In this part, we will continue to use heatmaps (introduced briefly in Lecture 2) to explore the strike zone in baseball. We will focus on data collected by PITCHf/x. At a high-level, PITCHf/x consists of a set of cameras installed at every ballpark which tracks the motion of each pitch. For more information about the system, check out this article by Mike Fast The data collected by PITCHf/x is then transmitted to the MLB Gameday application along with contextual information about the pitch. The dataset we’ll be using contains the measurements from the PITCHf/x system recorded in 2015.

  1. Download pitchfx_2015.csv to your “data” folder. Read the CSV file into a tbl called pitches using the read_csv function.

    The columns are:

    • Description: Records the outcome of the pitch (Called Strike, Swinging Strike, Foul, etc.)
    • X and Z: the horizontal and vertical coordinates of the pitch in inches. Note that the center of home plate corresponds to X = 0.
      • Note that the X coordinate are recorded from the catcher’s perspective, with negative values on the left and positive values on the right. In this coordinate system, a right-handed batter will line up to the left (i.e. negative X values).
    • COUNT: The ball-strike count for each pitch
    • P_HAND and B_HAND: the handedness of the batter and pitcher.
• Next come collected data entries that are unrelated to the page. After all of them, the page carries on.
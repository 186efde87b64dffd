//! glTF 2.0 document helpers for the scenepack exporters
//!
//! The document model itself is [`gltf_json::Root`]. This crate adds:
//! - BufferBuilder: Pack binary data with automatic alignment and accessor creation
//! - MeshBuilder: Pack vertex streams into a primitive
//! - Document helpers: `new_document`, `validate_document`, `cleanup`
//! - GLB containers: `assemble_glb` / `parse_glb`
//!
//! # Example
//!
//! ```
//! use glb_builder::*;
//!
//! let mut buffer = BufferBuilder::new();
//! let mesh = MeshBuilder::new()
//!     .positions(&[[0.0, 0.0, 0.0], [1.0, 0.0, 0.0], [0.5, 1.0, 0.0]])
//!     .normals(&[[0.0, 0.0, 1.0]; 3])
//!     .indices(&[0, 1, 2])
//!     .build(&mut buffer);
//!
//! let mut root = new_document("glb-builder");
//! root.meshes.push(mesh.to_mesh("Triangle", None));
//! let data = buffer.finish(&mut root);
//!
//! assert!(validate_document(&root).is_empty());
//! let glb = assemble_glb(&root, &data).unwrap();
//! assert_eq!(&glb[0..4], b"glTF");
//! ```

pub mod buffer;
pub mod document;
mod error;
pub mod glb;
pub mod mesh;
pub mod utils;

pub use buffer::{AccessorIndex, BufferBuilder, ViewIndex};
pub use document::{cleanup, new_document, node, validate_document};
pub use error::GlbError;
pub use glb::{ParsedGlb, assemble_glb, parse_glb};
pub use mesh::{MeshAccessors, MeshBuilder};
pub use utils::{align_buffer, compute_bounds};

// Re-export commonly used gltf-json types
pub use gltf_json as json;
pub use gltf_json::validation::Checked::Valid;
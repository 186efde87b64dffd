//! Tool configuration (scene-export.toml)
//!
//! Every table and field is optional; a missing file section falls back to
//! the library defaults.
//!
//! ```toml
//! [gltf]
//! generator = "my-pipeline"
//! pretty = true
//! embed_buffer = false
//!
//! [binary]
//! alignment = 8
//!
//! [text]
//! pretty = true
//! embed_buffers = false
//!
//! [compile]
//! default_fov = 45.0
//! ```

use std::path::Path;

use anyhow::{Context, Result};
use scene_common::{ChunkedOptions, TextOptions};
use serde::{Deserialize, Serialize};

use crate::compile::{DEFAULT_FOV_DEGREES, DirectCompileOptions};
use crate::exporter::GltfExportOptions;

/// Default config file name looked up next to the working directory
pub const CONFIG_FILE_NAME: &str = "scene-export.toml";

#[derive(Debug, Clone, Default, PartialEq, Serialize, Deserialize)]
pub struct ExportConfig {
    /// glTF/GLB output settings
    #[serde(default)]
    pub gltf: GltfConfig,
    /// Chunked binary (SCNB) settings
    #[serde(default)]
    pub binary: BinaryConfig,
    /// JSON scene settings
    #[serde(default)]
    pub text: TextConfig,
    /// Direct compiler settings
    #[serde(default)]
    pub compile: CompileConfig,
}

#[derive(Debug, Clone, Default, PartialEq, Serialize, Deserialize)]
pub struct GltfConfig {
    /// Overrides `asset.generator`
    #[serde(default)]
    pub generator: Option<String>,
    #[serde(default)]
    pub pretty: bool,
    /// `.gltf` output: embed the buffer as a data URI instead of writing a
    /// sibling `.bin` file
    #[serde(default)]
    pub embed_buffer: bool,
}

#[derive(Debug, Clone, PartialEq, Serialize, Deserialize)]
pub struct BinaryConfig {
    /// Chunk alignment in bytes (default: 4)
    #[serde(default = "default_alignment")]
    pub alignment: usize,
}

#[derive(Debug, Clone, PartialEq, Serialize, Deserialize)]
pub struct TextConfig {
    #[serde(default)]
    pub pretty: bool,
    /// Write buffer payloads as base64 (default: true)
    #[serde(default = "default_true")]
    pub embed_buffers: bool,
}

#[derive(Debug, Clone, PartialEq, Serialize, Deserialize)]
pub struct CompileConfig {
    /// Vertical field of view in degrees for cameras without `fov` (default: 60)
    #[serde(default = "default_fov")]
    pub default_fov: f32,
}

fn default_alignment() -> usize {
    4
}
fn default_true() -> bool {
    true
}
fn default_fov() -> f32 {
    DEFAULT_FOV_DEGREES
}

impl Default for BinaryConfig {
    fn default() -> Self {
        Self {
            alignment: default_alignment(),
        }
    }
}

impl Default for TextConfig {
    fn default() -> Self {
        Self {
            pretty: false,
            embed_buffers: default_true(),
        }
    }
}

impl Default for CompileConfig {
    fn default() -> Self {
        Self {
            default_fov: default_fov(),
        }
    }
}

impl ExportConfig {
    /// glTF options for GLB (`binary`) or `.gltf` output
    ///
    /// `.gltf` output without `embed_buffer` leaves `buffer_uri` unset; the
    /// caller knows the sibling file name.
    pub fn gltf_options(&self, binary: bool) -> GltfExportOptions {
        let mut options = GltfExportOptions {
            binary,
            pretty: self.gltf.pretty,
            ..Default::default()
        };
        if let Some(generator) = &self.gltf.generator {
            options.generator = generator.clone();
        }
        options
    }

    pub fn chunked_options(&self) -> ChunkedOptions {
        ChunkedOptions {
            alignment: self.binary.alignment,
        }
    }

    pub fn text_options(&self) -> TextOptions {
        TextOptions {
            pretty: self.text.pretty,
            embed_buffers: self.text.embed_buffers,
        }
    }

    pub fn compile_options(&self) -> DirectCompileOptions {
        DirectCompileOptions {
            output: self.gltf_options(true),
            default_fov: self.compile.default_fov,
            ..Default::default()
        }
    }
}

/// Load and parse a config file
pub fn load_config(path: &Path) -> Result<ExportConfig> {
    let content = std::fs::read_to_string(path)
        .with_context(|| format!("Failed to read config: {:?}", path))?;
    let config: ExportConfig = toml::from_str(&content)
        .with_context(|| format!("Failed to parse config: {:?}", path))?;
    Ok(config)
}

/// Explicit path, else `scene-export.toml` in the working directory if
/// present, else defaults
pub fn resolve_config(path: Option<&Path>) -> Result<ExportConfig> {
    match path {
        Some(path) => load_config(path),
        None => {
            let local = Path::new(CONFIG_FILE_NAME);
            if local.is_file() {
                tracing::debug!("Using {:?}", local);
                load_config(local)
            } else {
                Ok(ExportConfig::default())
            }
        }
    }
}
//! Scene file format specifications.
//!
//! This module defines the `SceneFormat` struct which serves as the single source of truth
//! for scene-file constants (file extensions, magic bytes, versions).
//!
//! # Example
//!
//! ```
//! use scenepack_shared::CHUNKED_SCENE_FORMAT;
//!
//! assert_eq!(CHUNKED_SCENE_FORMAT.extension, "scnb");
//! assert_eq!(CHUNKED_SCENE_FORMAT.magic, b"SCNB");
//! ```

/// Binary scene format specification.
///
/// Two binary encodings exist. [`CHUNKED_SCENE_FORMAT`] is canonical;
/// [`JSON_SCENE_FORMAT`] wraps the text serializer's JSON body and is kept
/// for reading older files only.
#[derive(Debug, Clone, Copy)]
pub struct SceneFormat {
    /// File extension without dot (e.g., "scnb")
    pub extension: &'static str,

    /// Magic bytes at start of file (4 bytes)
    pub magic: &'static [u8; 4],

    /// Format version written by this build; readers reject anything else
    pub version: u32,

    /// Fixed header size in bytes
    pub header_size: usize,
}

impl SceneFormat {
    pub const fn new(
        extension: &'static str,
        magic: &'static [u8; 4],
        version: u32,
        header_size: usize,
    ) -> Self {
        Self {
            extension,
            magic,
            version,
            header_size,
        }
    }

    /// Magic bytes as the little-endian u32 stored in the header
    pub const fn magic_u32(&self) -> u32 {
        u32::from_le_bytes(*self.magic)
    }
}

/// Canonical chunked binary scene format (`.scnb`)
pub const CHUNKED_SCENE_FORMAT: SceneFormat = SceneFormat::new("scnb", b"SCNB", 1, 16);

/// Deprecated header-wrapped JSON scene format (`.scnj`)
pub const JSON_SCENE_FORMAT: SceneFormat = SceneFormat::new("scnj", b"SCNJ", 1, 16);

/// Text scene document version written into `version`
pub const TEXT_SCENE_VERSION: &str = "1.0";

/// glTF binary container constants
pub mod glb {
    /// "glTF" as little-endian u32
    pub const MAGIC: u32 = 0x4654_6C67;
    pub const VERSION: u32 = 2;
    pub const HEADER_SIZE: usize = 12;
    pub const CHUNK_HEADER_SIZE: usize = 8;
    /// "JSON" as little-endian u32
    pub const CHUNK_JSON: u32 = 0x4E4F_534A;
    /// "BIN\0" as little-endian u32
    pub const CHUNK_BIN: u32 = 0x004E_4942;
}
  2. To visualize the strike zone, we are going to want to filter out only the called strikes and balls. Moreover, it will be helpful to convert the Description to numeric values (1 for called strikes, 0 for balls). Use the pipe operator, filter(), mutate(), and case_when() to create a new tbl called_pitches containing only the called strike and balls and that includes a new column “Call” whose value is 0 for balls and 1 for called strike.

  3. To get started, we will first initialize our plot. Since we are not telling it to plot anything, it will just be blank.

ggplot(data = called_pitches)

  1. To estimate the probability of a called strike given the pitch location, we will use a strategy similar to what we used to make heatmaps in Lecture 2. Essentially, we divide the plane into several small rectangular bins and compute the proportion of called strikes within each bin. To compute this, we use the stat_summary_2d() function, which takes three aesthetics:
    • x: variable on the horizontal axis
    • y: variable on vertical axis
    • z: variable that is passed to the summary function.
    By default, stat_summary_2d() divides the plane into rectangles based on the aesthetics x and y, and then computes the average value of z for observations in the bin. We can add this layer to our plot as follows and obtain the following plot.
ggplot(data = called_pitches) +
  stat_summary_2d(mapping = aes(x = X, y = Z, z = Call))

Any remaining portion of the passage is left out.